La Procura di Roma ha chiesto 20 rinvii a giudizio a conclusione dell’inchiesta sulla cosiddetta P3 che ha coinvolto Flavio Carboni, il coordinatore del Pdl Denis Verdini, il senatore Marcello Dell’Utri e a altre 17 persone. Tra i reati a vario titolo contestati ci sono anche la violazione della legge Anselmi sulle società segrete e l’associazione per delinquere.
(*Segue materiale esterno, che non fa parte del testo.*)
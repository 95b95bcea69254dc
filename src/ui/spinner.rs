//! Progress spinners.

use indicatif::{ProgressBar, ProgressStyle};
use std::time::Duration;

use super::theme::{BootstrapTheme, Tone};
use super::SpinnerHandle;

/// A progress spinner for long-running operations.
pub struct ProgressSpinner {
    bar: ProgressBar,
    theme: BootstrapTheme,
}

impl ProgressSpinner {
    /// Create a new spinner with a message.
    pub fn new(message: &str, theme: BootstrapTheme) -> Self {
        let bar = ProgressBar::new_spinner();
        if let Ok(style) = ProgressStyle::default_spinner()
            .tick_chars("⠋⠙⠹⠸⠼⠴⠦⠧⠇⠏")
            .template("{spinner:.magenta} {msg}")
        {
            bar.set_style(style);
        }
        bar.set_message(message.to_string());
        bar.enable_steady_tick(Duration::from_millis(80));

        Self { bar, theme }
    }

    /// Create a spinner that doesn't show (for quiet mode).
    pub fn hidden() -> Self {
        Self {
            bar: ProgressBar::hidden(),
            theme: BootstrapTheme::plain(),
        }
    }

    fn finish_with(&mut self, line: String) {
        if let Ok(style) = ProgressStyle::default_spinner().template("{msg}") {
            self.bar.set_style(style);
        }
        self.bar.finish_with_message(line);
    }
}

impl SpinnerHandle for ProgressSpinner {
    fn set_message(&mut self, msg: &str) {
        self.bar.set_message(msg.to_string());
    }

    fn finish_success(&mut self, msg: &str) {
        let line = self.theme.paint(Tone::Success, msg);
        self.finish_with(line);
    }

    fn finish_error(&mut self, msg: &str) {
        let line = self.theme.paint(Tone::Error, msg);
        self.finish_with(line);
    }
}
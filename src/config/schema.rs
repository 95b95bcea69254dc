//! Configuration schema.
//!
//! Every field has a default matching the SDK release this tool was built
//! for, so an empty or partial `.sdk-bootstrap.yml` is valid.

use serde::{Deserialize, Serialize};
use std::path::PathBuf;

/// Display name of the SDK in user-facing notices.
pub const DEFAULT_SDK_NAME: &str = "Vulkan SDK";

/// Environment variable designating the SDK install root.
pub const DEFAULT_ENV_VAR: &str = "VULKAN_SDK";

/// Version marker an installed SDK path must contain.
pub const DEFAULT_REQUIRED_VERSION: &str = "1.2.170.0";

/// Installer download location.
pub const DEFAULT_INSTALLER_URL: &str =
    "https://sdk.lunarg.com/sdk/download/1.2.170.0/windows/vulkan_sdk.exe";

/// Where the installer is written, relative to the project root.
pub const DEFAULT_INSTALLER_PATH: &str = "ZeoEngine/vendor/VulkanSDK/VulkanSDK.exe";

/// Debug library archive download location.
pub const DEFAULT_DEBUG_LIBS_URL: &str =
    "https://files.lunarg.com/SDK-1.2.170.0/VulkanSDK-1.2.170.0-DebugLibs.zip";

/// Library whose presence under the SDK root means the debug libs are installed.
pub const DEFAULT_DEBUG_LIBS_MARKER: &str = "Lib/shaderc_sharedd.lib";

/// Default HTTP connect timeout.
pub const DEFAULT_TIMEOUT_SECS: u64 = 30;

/// Root configuration for SDK provisioning.
#[derive(Debug, Clone, PartialEq, Eq, Serialize, Deserialize)]
#[serde(default)]
pub struct SdkConfig {
    /// Name used in notices (e.g., "Vulkan SDK").
    pub sdk_name: String,

    /// Environment variable holding the SDK root.
    pub env_var: String,

    /// Substring the SDK root must contain to be accepted.
    pub required_version: String,

    /// SDK installer artifact.
    pub installer: InstallerConfig,

    /// Debug library archive.
    pub debug_libs: DebugLibsConfig,

    /// HTTP connect timeout in seconds. Streaming a download is not bounded.
    pub timeout_secs: u64,
}

impl Default for SdkConfig {
    fn default() -> Self {
        Self {
            sdk_name: DEFAULT_SDK_NAME.to_string(),
            env_var: DEFAULT_ENV_VAR.to_string(),
            required_version: DEFAULT_REQUIRED_VERSION.to_string(),
            installer: InstallerConfig::default(),
            debug_libs: DebugLibsConfig::default(),
            timeout_secs: DEFAULT_TIMEOUT_SECS,
        }
    }
}

/// Installer download settings.
#[derive(Debug, Clone, PartialEq, Eq, Serialize, Deserialize)]
#[serde(default)]
pub struct InstallerConfig {
    /// URL of the installer executable.
    pub url: String,

    /// Destination file. Relative paths resolve against the project root.
    pub path: PathBuf,

    /// Optional SHA-256 hex digest the download must match.
    #[serde(skip_serializing_if = "Option::is_none")]
    pub sha256: Option<String>,
}

impl Default for InstallerConfig {
    fn default() -> Self {
        Self {
            url: DEFAULT_INSTALLER_URL.to_string(),
            path: PathBuf::from(DEFAULT_INSTALLER_PATH),
            sha256: None,
        }
    }
}

/// Debug library archive settings.
#[derive(Debug, Clone, PartialEq, Eq, Serialize, Deserialize)]
#[serde(default)]
pub struct DebugLibsConfig {
    /// URL of the ZIP archive.
    pub url: String,

    /// File, relative to the SDK root, that marks the libs as installed.
    pub marker: PathBuf,

    /// Optional SHA-256 hex digest the archive must match.
    #[serde(skip_serializing_if = "Option::is_none")]
    pub sha256: Option<String>,
}

impl Default for DebugLibsConfig {
    fn default() -> Self {
        Self {
            url: DEFAULT_DEBUG_LIBS_URL.to_string(),
            marker: PathBuf::from(DEFAULT_DEBUG_LIBS_MARKER),
            sha256: None,
        }
    }
}

#[cfg(test)]
mod tests {
    use super::*;

    #[test]
    fn defaults_target_vulkan_1_2_170() {
        let config = SdkConfig::default();
        assert_eq!(config.env_var, "VULKAN_SDK");
        assert_eq!(config.required_version, "1.2.170.0");
        assert!(config.installer.url.contains("1.2.170.0"));
        assert!(config.debug_libs.url.ends_with("DebugLibs.zip"));
        assert_eq!(
            config.debug_libs.marker,
            PathBuf::from("Lib/shaderc_sharedd.lib")
        );
        assert!(config.installer.sha256.is_none());
    }

    #[test]
    fn empty_yaml_yields_defaults() {
        let config: SdkConfig = serde_yaml::from_str("{}").unwrap();
        assert_eq!(config, SdkConfig::default());
    }

    #[test]
    fn partial_yaml_keeps_other_defaults() {
        let yaml = r#"
required_version: "1.3.204.1"
installer:
  url: https://mirror.example.com/vulkan_sdk.exe
"#;
        let config: SdkConfig = serde_yaml::from_str(yaml).unwrap();
        assert_eq!(config.required_version, "1.3.204.1");
        assert_eq!(
            config.installer.url,
            "https://mirror.example.com/vulkan_sdk.exe"
        );
        assert_eq!(
            config.installer.path,
            PathBuf::from(DEFAULT_INSTALLER_PATH)
        );
        assert_eq!(config.debug_libs, DebugLibsConfig::default());
        assert_eq!(config.timeout_secs, 30);
    }

    #[test]
    fn sha256_is_omitted_when_unset() {
        let yaml = serde_yaml::to_string(&InstallerConfig::default()).unwrap();
        assert!(!yaml.contains("sha256"));
    }
}
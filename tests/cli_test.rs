//! Integration tests for the sdk-bootstrap binary.
// The cargo_bin function is marked deprecated in favor of cargo_bin! macro,
// but both work correctly. Suppressing until assert_cmd stabilizes the new API.
#![allow(deprecated)]

use assert_cmd::cargo::cargo_bin;
use assert_cmd::Command;
use httpmock::prelude::*;
use predicates::prelude::*;
use std::fs;
use std::io::Write;
use std::path::{Path, PathBuf};
use tempfile::TempDir;
use zip::write::SimpleFileOptions;

/// A command isolated from the caller's SDK and prompt settings.
fn bootstrap(project: &Path) -> Command {
    let mut cmd = Command::new(cargo_bin("sdk-bootstrap"));
    cmd.current_dir(project)
        .arg("--non-interactive")
        .env_remove("VULKAN_SDK")
        .env_remove("SDK_BOOTSTRAP_PROMPT_INSTALL_SDK")
        .env_remove("RUST_LOG");
    cmd
}

fn sdk_dir(project: &Path, version: &str) -> PathBuf {
    let dir = project.join("VulkanSDK").join(version);
    fs::create_dir_all(&dir).unwrap();
    dir
}

fn install_debug_libs(sdk_root: &Path) {
    fs::create_dir_all(sdk_root.join("Lib")).unwrap();
    fs::write(sdk_root.join("Lib").join("shaderc_sharedd.lib"), "lib").unwrap();
}

fn debug_libs_zip() -> Vec<u8> {
    let mut writer = zip::ZipWriter::new(std::io::Cursor::new(Vec::new()));
    let options = SimpleFileOptions::default();
    writer.start_file("Lib/shaderc_sharedd.lib", options).unwrap();
    writer.write_all(b"debug build").unwrap();
    writer.start_file("Bin/glslangValidatord.exe", options).unwrap();
    writer.write_all(b"binary").unwrap();
    writer.finish().unwrap().into_inner()
}

#[test]
fn cli_shows_help() -> Result<(), Box<dyn std::error::Error>> {
    let mut cmd = Command::new(cargo_bin("sdk-bootstrap"));
    cmd.arg("--help");
    cmd.assert()
        .success()
        .stdout(predicate::str::contains("Vulkan SDK"))
        .stdout(predicate::str::contains("debug-libs"));
    Ok(())
}

#[test]
fn cli_shows_version() -> Result<(), Box<dyn std::error::Error>> {
    let mut cmd = Command::new(cargo_bin("sdk-bootstrap"));
    cmd.arg("--version");
    cmd.assert()
        .success()
        .stdout(predicate::str::contains(env!("CARGO_PKG_VERSION")));
    Ok(())
}

#[test]
fn cli_unset_sdk_declines_install() -> Result<(), Box<dyn std::error::Error>> {
    let temp = TempDir::new()?;
    bootstrap(temp.path())
        .assert()
        .code(2)
        .stderr(predicate::str::contains(
            "You don't have the Vulkan SDK installed!",
        ))
        .stdout(predicate::str::contains(
            "Would you like to install the Vulkan SDK? no",
        ));

    assert!(!temp.path().join("ZeoEngine").exists());
    Ok(())
}

#[test]
fn cli_empty_sdk_variable_counts_as_unset() -> Result<(), Box<dyn std::error::Error>> {
    let temp = TempDir::new()?;
    bootstrap(temp.path())
        .env("VULKAN_SDK", "")
        .assert()
        .code(2)
        .stderr(predicate::str::contains("installed!"));
    Ok(())
}

#[test]
fn cli_version_mismatch() -> Result<(), Box<dyn std::error::Error>> {
    let temp = TempDir::new()?;
    let sdk_root = sdk_dir(temp.path(), "1.3.204.1");

    bootstrap(temp.path())
        .arg("check")
        .env("VULKAN_SDK", &sdk_root)
        .assert()
        .code(2)
        .stdout(predicate::str::contains("Located Vulkan SDK at"))
        .stderr(predicate::str::contains(
            "You don't have the correct Vulkan SDK version! (requires 1.2.170.0)",
        ));
    Ok(())
}

#[test]
fn cli_ready_when_debug_libs_present() -> Result<(), Box<dyn std::error::Error>> {
    let temp = TempDir::new()?;
    let sdk_root = sdk_dir(temp.path(), "1.2.170.0");
    install_debug_libs(&sdk_root);

    bootstrap(temp.path())
        .env("VULKAN_SDK", &sdk_root)
        .assert()
        .success()
        .stdout(predicate::str::contains("Correct Vulkan SDK located at"))
        .stdout(predicate::str::contains("Vulkan SDK debug libs located at"))
        .stdout(predicate::str::contains("Downloading").not());
    Ok(())
}

#[test]
fn cli_sdk_root_flag_overrides_environment() -> Result<(), Box<dyn std::error::Error>> {
    let temp = TempDir::new()?;
    let sdk_root = sdk_dir(temp.path(), "1.2.170.0");
    install_debug_libs(&sdk_root);

    bootstrap(temp.path())
        .env("VULKAN_SDK", temp.path().join("VulkanSDK").join("1.1.0.0"))
        .arg("--sdk-root")
        .arg(&sdk_root)
        .assert()
        .success();
    Ok(())
}

#[test]
fn cli_downloads_missing_debug_libs() -> Result<(), Box<dyn std::error::Error>> {
    let server = MockServer::start();
    let mock = server.mock(|when, then| {
        when.method(GET).path("/VulkanSDK-1.2.170.0-DebugLibs.zip");
        then.status(200).body(debug_libs_zip());
    });

    let temp = TempDir::new()?;
    fs::write(
        temp.path().join(".sdk-bootstrap.yml"),
        format!(
            "debug_libs:\n  url: {}\n",
            server.url("/VulkanSDK-1.2.170.0-DebugLibs.zip")
        ),
    )?;
    let sdk_root = sdk_dir(temp.path(), "1.2.170.0");

    bootstrap(temp.path())
        .env("VULKAN_SDK", &sdk_root)
        .assert()
        .success()
        .stderr(predicate::str::contains("No Vulkan SDK debug libs found."))
        .stdout(predicate::str::contains("Vulkan SDK debug libs located at"));

    mock.assert_calls(1);
    assert_eq!(
        fs::read_to_string(sdk_root.join("Lib").join("shaderc_sharedd.lib"))?,
        "debug build"
    );
    assert!(sdk_root.join("Bin").join("glslangValidatord.exe").exists());

    // Second run finds the marker and makes no request.
    bootstrap(temp.path())
        .env("VULKAN_SDK", &sdk_root)
        .assert()
        .success();
    mock.assert_calls(1);
    Ok(())
}

#[test]
fn cli_checksum_mismatch_fails() -> Result<(), Box<dyn std::error::Error>> {
    let server = MockServer::start();
    server.mock(|when, then| {
        when.method(GET).path("/DebugLibs.zip");
        then.status(200).body(debug_libs_zip());
    });

    let temp = TempDir::new()?;
    fs::write(
        temp.path().join(".sdk-bootstrap.yml"),
        format!(
            "debug_libs:\n  url: {}\n  sha256: {}\n",
            server.url("/DebugLibs.zip"),
            "0".repeat(64)
        ),
    )?;
    let sdk_root = sdk_dir(temp.path(), "1.2.170.0");

    bootstrap(temp.path())
        .env("VULKAN_SDK", &sdk_root)
        .assert()
        .code(1)
        .stderr(predicate::str::contains("Error:"));

    assert!(!sdk_root.join("Lib").join("shaderc_sharedd.lib").exists());
    Ok(())
}

#[test]
fn cli_invalid_prompt_override_fails() -> Result<(), Box<dyn std::error::Error>> {
    let temp = TempDir::new()?;
    bootstrap(temp.path())
        .env("SDK_BOOTSTRAP_PROMPT_INSTALL_SDK", "maybe")
        .assert()
        .code(1)
        .stderr(predicate::str::contains("install_sdk"));
    Ok(())
}

#[test]
fn cli_status_json() -> Result<(), Box<dyn std::error::Error>> {
    let temp = TempDir::new()?;
    let output = bootstrap(temp.path())
        .args(["status", "--json"])
        .assert()
        .code(2)
        .get_output()
        .stdout
        .clone();

    let report: serde_json::Value = serde_json::from_slice(&output)?;
    assert_eq!(report["status"], "not_installed");
    assert_eq!(report["env_var"], "VULKAN_SDK");
    assert_eq!(report["required_version"], "1.2.170.0");
    assert!(report["location"].is_null());
    Ok(())
}

#[test]
fn cli_status_reads_project_config() -> Result<(), Box<dyn std::error::Error>> {
    let temp = TempDir::new()?;
    let project = temp.path().join("engine");
    fs::create_dir_all(&project)?;
    fs::write(
        project.join(".sdk-bootstrap.yml"),
        "sdk_name: Test SDK\nenv_var: TEST_SDK_ROOT\nrequired_version: \"2.0\"\n",
    )?;
    let sdk_root = sdk_dir(temp.path(), "2.0");

    bootstrap(temp.path())
        .env("TEST_SDK_ROOT", &sdk_root)
        .arg("--project")
        .arg(&project)
        .arg("status")
        .assert()
        .success()
        .stdout(predicate::str::contains("Test SDK - Status"))
        .stdout(predicate::str::contains("Test SDK is installed"));
    Ok(())
}

#[test]
fn cli_missing_explicit_config_fails() -> Result<(), Box<dyn std::error::Error>> {
    let temp = TempDir::new()?;
    bootstrap(temp.path())
        .args(["--config", "does-not-exist.yml"])
        .assert()
        .code(1)
        .stderr(predicate::str::contains("Error:"));
    Ok(())
}

#[test]
fn cli_rejects_empty_required_version() -> Result<(), Box<dyn std::error::Error>> {
    let temp = TempDir::new()?;
    fs::write(temp.path().join(".sdk-bootstrap.yml"), "required_version: \"\"\n")?;
    let sdk_root = sdk_dir(temp.path(), "1.3.204.1");

    bootstrap(temp.path())
        .env("VULKAN_SDK", &sdk_root)
        .arg("status")
        .assert()
        .code(1)
        .stderr(predicate::str::contains("Invalid configuration"))
        .stderr(predicate::str::contains("required_version must not be empty"));
    Ok(())
}

#[test]
fn cli_generates_completions() -> Result<(), Box<dyn std::error::Error>> {
    let mut cmd = Command::new(cargo_bin("sdk-bootstrap"));
    cmd.args(["completions", "bash"]);
    cmd.assert()
        .success()
        .stdout(predicate::str::contains("sdk-bootstrap"));
    Ok(())
}
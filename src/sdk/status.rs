//! Outcome types for SDK checks.
//!
//! A missing or mismatched SDK is a normal state, not an error, so every
//! step of the flow reports a typed value the caller can act on.

use serde::Serialize;
use std::path::PathBuf;

/// What the environment says about the installed SDK.
#[derive(Debug, Clone, PartialEq, Eq)]
pub enum SdkStatus {
    /// The SDK root variable is unset.
    NotInstalled,

    /// An SDK root is set but does not contain the required version marker.
    VersionMismatch {
        /// The located SDK root.
        location: PathBuf,
        /// The marker it was expected to contain.
        required: String,
    },

    /// The SDK root contains the required version marker.
    Satisfied {
        /// The located SDK root.
        location: PathBuf,
    },
}

impl SdkStatus {
    /// Check if the SDK can be used as-is.
    pub fn is_satisfied(&self) -> bool {
        matches!(self, Self::Satisfied { .. })
    }

    /// The located SDK root, if any.
    pub fn location(&self) -> Option<&PathBuf> {
        match self {
            Self::NotInstalled => None,
            Self::VersionMismatch { location, .. } | Self::Satisfied { location } => Some(location),
        }
    }

    /// Stable machine-readable name.
    pub fn key(&self) -> &'static str {
        match self {
            Self::NotInstalled => "not_installed",
            Self::VersionMismatch { .. } => "version_mismatch",
            Self::Satisfied { .. } => "satisfied",
        }
    }
}

/// Result of trying to start the downloaded installer.
#[derive(Debug, Clone, PartialEq, Eq)]
pub enum InstallerLaunch {
    /// The OS accepted the request to open the installer.
    Launched,
    /// The installer could not be started.
    Failed { message: String },
}

impl InstallerLaunch {
    /// Check if the installer was started.
    pub fn is_launched(&self) -> bool {
        matches!(self, Self::Launched)
    }
}

/// What the user chose when offered an install.
#[derive(Debug, Clone, PartialEq, Eq)]
pub enum InstallDecision {
    /// The user declined; the caller must stop using the SDK.
    Declined,

    /// The installer was downloaded and handed to the OS; the caller must
    /// stop and the tool should be re-run after installation.
    InstallerStarted {
        /// Where the installer was written.
        installer: PathBuf,
        /// Whether the launch succeeded.
        launch: InstallerLaunch,
    },
}

/// Result of the version check.
#[derive(Debug, Clone, PartialEq, Eq)]
pub enum VersionCheck {
    /// The SDK is usable.
    Satisfied { location: PathBuf },

    /// The SDK is missing or wrong; the user was prompted.
    Unsatisfied {
        status: SdkStatus,
        decision: InstallDecision,
    },
}

impl VersionCheck {
    /// Check if the SDK is usable.
    pub fn is_satisfied(&self) -> bool {
        matches!(self, Self::Satisfied { .. })
    }
}

/// Result of the debug library check.
#[derive(Debug, Clone, PartialEq, Eq)]
pub enum DebugLibsStatus {
    /// The marker library was already present; nothing was downloaded.
    AlreadyPresent,
    /// The archive was downloaded and this many files were written.
    Extracted { entries: usize },
}

/// Result of the full provisioning flow.
#[derive(Debug, Clone, PartialEq, Eq)]
pub enum ProvisionOutcome {
    /// SDK verified and debug libraries in place.
    Ready {
        location: PathBuf,
        debug_libs: DebugLibsStatus,
    },

    /// SDK missing or wrong; see the decision.
    Unsatisfied {
        status: SdkStatus,
        decision: InstallDecision,
    },
}

/// Exit code when the SDK is ready.
pub const EXIT_READY: i32 = 0;
/// Exit code when the user declined to install.
pub const EXIT_DECLINED: i32 = 2;
/// Exit code when the installer was started and the tool must be re-run.
pub const EXIT_RERUN: i32 = 3;

impl ProvisionOutcome {
    /// Process exit code for this outcome.
    pub fn exit_code(&self) -> i32 {
        match self {
            Self::Ready { .. } => EXIT_READY,
            Self::Unsatisfied {
                decision: InstallDecision::Declined,
                ..
            } => EXIT_DECLINED,
            Self::Unsatisfied {
                decision: InstallDecision::InstallerStarted { .. },
                ..
            } => EXIT_RERUN,
        }
    }
}

/// Read-only snapshot of the SDK state, for `status` output.
#[derive(Debug, Clone, PartialEq, Eq, Serialize)]
pub struct SdkReport {
    pub sdk_name: String,
    pub env_var: String,
    pub required_version: String,
    pub location: Option<PathBuf>,
    pub status: &'static str,
    /// `None` when there is no location to look in.
    pub debug_libs_present: Option<bool>,
}
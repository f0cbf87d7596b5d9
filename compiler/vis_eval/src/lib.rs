//! Interpreter for visibility conditions.
//!
//! # Architecture
//!
//! - [`Value`]: the three runtime shapes (int, string, bool)
//! - [`Resolver`]: host-supplied variable lookup
//! - [`evaluate_binary`] / [`evaluate_unary`]: enum dispatch over the
//!   operator and operand types
//! - [`interpret`]: the tree walk
//!
//! Evaluation is synchronous and keeps no state between calls. Concurrent
//! calls are independent; sharing a resolver across threads requires only
//! that the resolver itself is `Sync`.

pub mod errors;
mod interpreter;
mod operators;
mod resolver;
mod unary_operators;
mod value;

pub use errors::{EvalError, EvalErrorKind, EvalResult};
pub use interpreter::{interpret, Interpreter};
pub use operators::evaluate_binary;
pub use resolver::{Resolver, Variables};
pub use unary_operators::evaluate_unary;
pub use value::Value;

#[cfg(test)]
mod tests;
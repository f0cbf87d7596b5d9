//! Tests for unary operator dispatch.

#![expect(clippy::unwrap_used, reason = "tests unwrap known-good inputs")]

use crate::unary_operators::evaluate_unary;
use crate::{EvalErrorKind, Value};
use pretty_assertions::assert_eq;
use vis_ir::UnaryOp;

#[test]
fn test_not() {
    assert_eq!(
        evaluate_unary(&Value::Bool(true), UnaryOp::Not).unwrap(),
        Value::Bool(false)
    );
    assert_eq!(
        evaluate_unary(&Value::Bool(false), UnaryOp::Not).unwrap(),
        Value::Bool(true)
    );
}

#[test]
fn test_not_on_int() {
    let error = evaluate_unary(&Value::Int(0), UnaryOp::Not).unwrap_err();
    assert_eq!(
        error.kind(),
        &EvalErrorKind::UnaryTypeMismatch {
            op: UnaryOp::Not,
            operand: "int",
        }
    );
    assert_eq!(
        error.message(),
        "Operation 'not' cannot be applied to an operand of type 'int'."
    );
}

#[test]
fn test_not_on_string() {
    let error = evaluate_unary(&Value::string(""), UnaryOp::Not).unwrap_err();
    assert_eq!(
        error.message(),
        "Operation 'not' cannot be applied to an operand of type 'string'."
    );
}
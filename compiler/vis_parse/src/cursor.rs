//! Token cursor.

use vis_ir::{Token, TokenKind};

/// Position in a token slice.
///
/// Unlike a lexer-produced list, the slice is not guaranteed to end in
/// `EndOfInput`, so lookups past the end return `None`.
pub(crate) struct Cursor<'a> {
    tokens: &'a [Token],
    pos: usize,
}

impl<'a> Cursor<'a> {
    pub(crate) fn new(tokens: &'a [Token]) -> Self {
        Cursor { tokens, pos: 0 }
    }

    /// Index of the first unconsumed token.
    #[inline]
    pub(crate) fn position(&self) -> usize {
        self.pos
    }

    #[inline]
    pub(crate) fn current(&self) -> Option<&'a Token> {
        self.tokens.get(self.pos)
    }

    #[inline]
    pub(crate) fn check(&self, kind: TokenKind) -> bool {
        self.current().is_some_and(|token| token.is(kind))
    }

    #[inline]
    pub(crate) fn advance(&mut self) {
        debug_assert!(self.pos < self.tokens.len(), "advanced past the last token");
        self.pos += 1;
    }
}
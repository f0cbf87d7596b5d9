use std::sync::Once;

static TRACING_INIT: Once = Once::new();

/// Install a global `tracing` subscriber for the pipeline's logs.
///
/// Does nothing unless `RUST_LOG` is set, e.g.
/// `RUST_LOG=vis_parse=debug` or `RUST_LOG=vis_lexer=trace`. Safe to call
/// more than once.
pub fn init_tracing() {
    TRACING_INIT.call_once(|| {
        use tracing_subscriber::{fmt, prelude::*, EnvFilter};

        if std::env::var("RUST_LOG").is_ok() {
            let filter = EnvFilter::from_default_env();
            // Another subscriber may already be installed by the host.
            let _ = tracing_subscriber::registry()
                .with(fmt::layer().with_target(true).with_level(true))
                .with(filter)
                .try_init();
        }
    });
}
use super::{Token, TokenKind};
use std::ops::{Deref, Index};

/// Owned, read-only sequence of tokens.
///
/// Derefs to `[Token]`, so the parser accepts either a `TokenList` or a
/// plain slice.
#[derive(Clone, Default, Eq, PartialEq, Hash, Debug)]
#[cfg_attr(feature = "serde", derive(serde::Serialize, serde::Deserialize))]
pub struct TokenList {
    tokens: Vec<Token>,
}

impl TokenList {
    pub fn new() -> Self {
        TokenList { tokens: Vec::new() }
    }

    pub fn push(&mut self, token: Token) {
        self.tokens.push(token);
    }

    pub fn as_slice(&self) -> &[Token] {
        &self.tokens
    }

    /// True if the list ends in an `EndOfInput` token.
    ///
    /// The lexer stops without a terminator when it meets text no rule
    /// matches, so `false` here means the source was malformed.
    pub fn is_terminated(&self) -> bool {
        self.tokens
            .last()
            .is_some_and(|token| token.is(TokenKind::EndOfInput))
    }

    pub fn into_vec(self) -> Vec<Token> {
        self.tokens
    }
}

impl Deref for TokenList {
    type Target = [Token];

    fn deref(&self) -> &[Token] {
        &self.tokens
    }
}

impl Index<usize> for TokenList {
    type Output = Token;

    fn index(&self, index: usize) -> &Token {
        &self.tokens[index]
    }
}

impl From<Vec<Token>> for TokenList {
    fn from(tokens: Vec<Token>) -> Self {
        TokenList { tokens }
    }
}

impl FromIterator<Token> for TokenList {
    fn from_iter<I: IntoIterator<Item = Token>>(iter: I) -> Self {
        TokenList {
            tokens: iter.into_iter().collect(),
        }
    }
}

impl<'a> IntoIterator for &'a TokenList {
    type Item = &'a Token;
    type IntoIter = std::slice::Iter<'a, Token>;

    fn into_iter(self) -> Self::IntoIter {
        self.tokens.iter()
    }
}

impl IntoIterator for TokenList {
    type Item = Token;
    type IntoIter = std::vec::IntoIter<Token>;

    fn into_iter(self) -> Self::IntoIter {
        self.tokens.into_iter()
    }
}
//! Shared data model for visibility conditions.
//!
//! - [`Token`] / [`TokenList`]: lexer output, consumed by the parser
//! - [`Expr`]: the immutable syntax tree produced by the parser and walked
//!   by the interpreter
//! - [`UnaryOp`] / [`BinaryOp`] / [`Operator`]: the closed operator set
//!
//! The only workspace dependency is `vis_stack`, so hosts (and tools such as
//! highlighters) can depend on this crate without the pipeline.

mod ast;
mod token;

pub use ast::{Arity, BinaryOp, Expr, Operator, UnaryOp};
pub use token::{Token, TokenKind, TokenList};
Flavio Carboni, uomo d’affari, Pasquale Lombardi, ex

giudice tributario, Arcangelo Martino imprenditore, Denis Verdini, parlamentare coordinatore del Pdl e Marcello Dell’Utri, senatore Pdl per la Procura di Roma avrebbero violato la legge Anselmi e fatto parte di un’associazione per delinquere attraverso la costituzione, l’organizzazione e la direzione della P3. Il rinvio a giudizio è stato chiesto per Fabio Porcellini e Alessandro Fornari (imprenditori indicati come finanziatori), Ignazio Farris (presidente di Arpa Sardegna), Pinello Cossu (presidente del consorzio Tea impegnato nell’attività di risanamento ambientale), Marcello Garau (dirigente Tea), Antonella Pau (indicata come prestanome di Carboni), Maria Scanu Concas (moglie di Carboni e sua prestanome), Stefano Porcu (direttore di banca), Giuseppe Tomassetti (ritenuto prestanome di Carboni) e Pierluigi Picerno (imprenditore e indicato come finanziatore). Uno stralcio riguarda Nicola Cosentino, accusato di diffamazione e violenza privata ai danni del Presidente della Regione Campania Stefano Caldoro, per aver, secondo l’accusa, tentato di indurlo a ritirarsi dalla competizione elettorale che poi lo ha visto poi essere eletto. Al parlamentare del Pdl Massimo Parisi, viene contestato il finanziamento illecito dei partiti, il Presidente della Sardegna Ugo Cappellacci è accusato di abuso d’ufficio, ll’ex primo presidente della Cassazione Vincenzo Carbone di corruzione, e Ernesto Sica, violenza privata e diffamazione sempre nei riguardi di Stefano Caldoro. Uno stralcio riguarda anche l’ex sottosegretario alla Giustizia Giacomo Caliendo per lui è in arrivo una richiesta di archiviazione.